→ Records to process:
● ● ● ● ●

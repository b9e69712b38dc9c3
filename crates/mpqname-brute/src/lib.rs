//! mpqname-brute - Brute-force recovery of MPQ archive file names
//!
//! This crate provides functionality to:
//! - Build the MPQ crypt table and compute the legacy keyed string hashes
//! - Enumerate fixed-length candidate names over configurable alphabets
//! - Search the candidate space in parallel for a known (hash A, hash B) pair

pub mod constants;
pub mod domain;
pub mod infra;
pub mod app;

// Re-export commonly used types
pub use app::searcher::{
    SearchError, SearchEvent, SearchOptions, SearchOutcome, default_workers, run, run_with_options,
};
pub use constants::*;
pub use domain::config::{ConfigError, SearchConfig};
pub use domain::crypt_table::CryptTable;
pub use domain::hash::{
    HashPair, HashState, HashType, hash, hash_continue, hash_pair, precompute_prefix,
};
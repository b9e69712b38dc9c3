//! Candidate name enumeration
//!
//! Candidates are produced by an odometer: one digit per name position, the
//! last position turning fastest. Position 0 draws from a worker-specific
//! alphabet, positions 1.. from the full charset. The suffix bytes follow the
//! name in the same buffer and are never rewritten.

use crate::constants::CANDIDATE_LEN;

/// Number of candidates for a first alphabet of `first_len` and a charset of `charset_len`
///
/// Returns `None` if the count does not fit in a u64.
pub fn total_candidates(first_len: usize, charset_len: usize) -> Option<u64> {
    let tail = (charset_len as u64).checked_pow((CANDIDATE_LEN - 1) as u32)?;
    (first_len as u64).checked_mul(tail)
}

#[derive(Clone, Copy, Debug, PartialEq, Eq)]
enum OdometerState {
    Fresh,
    Running,
    Exhausted,
}

/// Lexicographic odometer over candidate names
///
/// The odometer lends its internal buffer on every step, so it is driven with
/// [`CandidateOdometer::next_candidate`] rather than `Iterator`.
#[derive(Clone, Debug)]
pub struct CandidateOdometer<'a> {
    first_chars: &'a [u8],
    charset: &'a [u8],
    digits: [usize; CANDIDATE_LEN],
    buf: Vec<u8>,
    remaining: Option<u64>,
    last_changed: usize,
    state: OdometerState,
}

impl<'a> CandidateOdometer<'a> {
    /// Create an odometer over `first_chars` x `charset`^7, each name followed by `suffix`
    pub fn new(first_chars: &'a [u8], charset: &'a [u8], suffix: &[u8]) -> Self {
        let mut buf = Vec::with_capacity(CANDIDATE_LEN + suffix.len());
        buf.resize(CANDIDATE_LEN, 0);
        buf.extend_from_slice(suffix);

        let state = if first_chars.is_empty() || charset.is_empty() {
            OdometerState::Exhausted
        } else {
            OdometerState::Fresh
        };

        Self {
            first_chars,
            charset,
            digits: [0; CANDIDATE_LEN],
            buf,
            remaining: None,
            last_changed: 0,
            state,
        }
    }

    /// Stop after `limit` candidates (`None` = run to exhaustion)
    pub fn with_limit(mut self, limit: Option<u64>) -> Self {
        self.remaining = limit;
        self
    }

    /// The first candidate this odometer produces, without advancing it
    ///
    /// `None` if the odometer produces nothing (empty alphabet or a zero limit).
    pub fn first_candidate(&self) -> Option<Vec<u8>> {
        if self.first_chars.is_empty() || self.charset.is_empty() || self.remaining == Some(0) {
            return None;
        }

        let mut first = self.buf.clone();
        first[0] = self.first_chars[0];
        first[1..CANDIDATE_LEN].fill(self.charset[0]);
        Some(first)
    }

    /// Advance and return the next candidate (name followed by suffix)
    pub fn next_candidate(&mut self) -> Option<&[u8]> {
        if let Some(remaining) = self.remaining.as_mut() {
            if *remaining == 0 {
                self.state = OdometerState::Exhausted;
                return None;
            }
            *remaining -= 1;
        }

        match self.state {
            OdometerState::Exhausted => return None,
            OdometerState::Fresh => {
                self.buf[0] = self.first_chars[0];
                self.buf[1..CANDIDATE_LEN].fill(self.charset[0]);
                self.last_changed = 0;
                self.state = OdometerState::Running;
            }
            OdometerState::Running => {
                if !self.step() {
                    self.state = OdometerState::Exhausted;
                    return None;
                }
            }
        }

        Some(&self.buf)
    }

    /// Lowest name position rewritten by the last step
    ///
    /// 0 on the first candidate and whenever the first character changed.
    pub fn last_changed(&self) -> usize {
        self.last_changed
    }

    /// Name part of the current candidate, without the suffix
    pub fn name(&self) -> &[u8] {
        &self.buf[..CANDIDATE_LEN]
    }

    /// Roll the odometer by one, rewriting only the positions that changed
    ///
    /// Returns false once every position has wrapped.
    fn step(&mut self) -> bool {
        let mut pos = CANDIDATE_LEN - 1;
        loop {
            let alphabet = self.alphabet(pos);
            let digit = self.digits[pos] + 1;
            if digit < alphabet.len() {
                self.digits[pos] = digit;
                self.buf[pos] = alphabet[digit];
                self.last_changed = pos;
                return true;
            }
            if pos == 0 {
                return false;
            }
            self.digits[pos] = 0;
            self.buf[pos] = alphabet[0];
            pos -= 1;
        }
    }

    #[inline(always)]
    fn alphabet(&self, pos: usize) -> &'a [u8] {
        if pos == 0 {
            self.first_chars
        } else {
            self.charset
        }
    }
}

● ● ● ● ●

→ How to complete this task: What lines of the listing contain the word "Some"? Copy them all.

→ Problem solution:
        if self.first_chars.is_empty() || self.charset.is_empty() || self.remaining == Some(0) {
        Some(first)
        if let Some(remaining) = self.remaining.as_mut() {
        Some(&self.buf)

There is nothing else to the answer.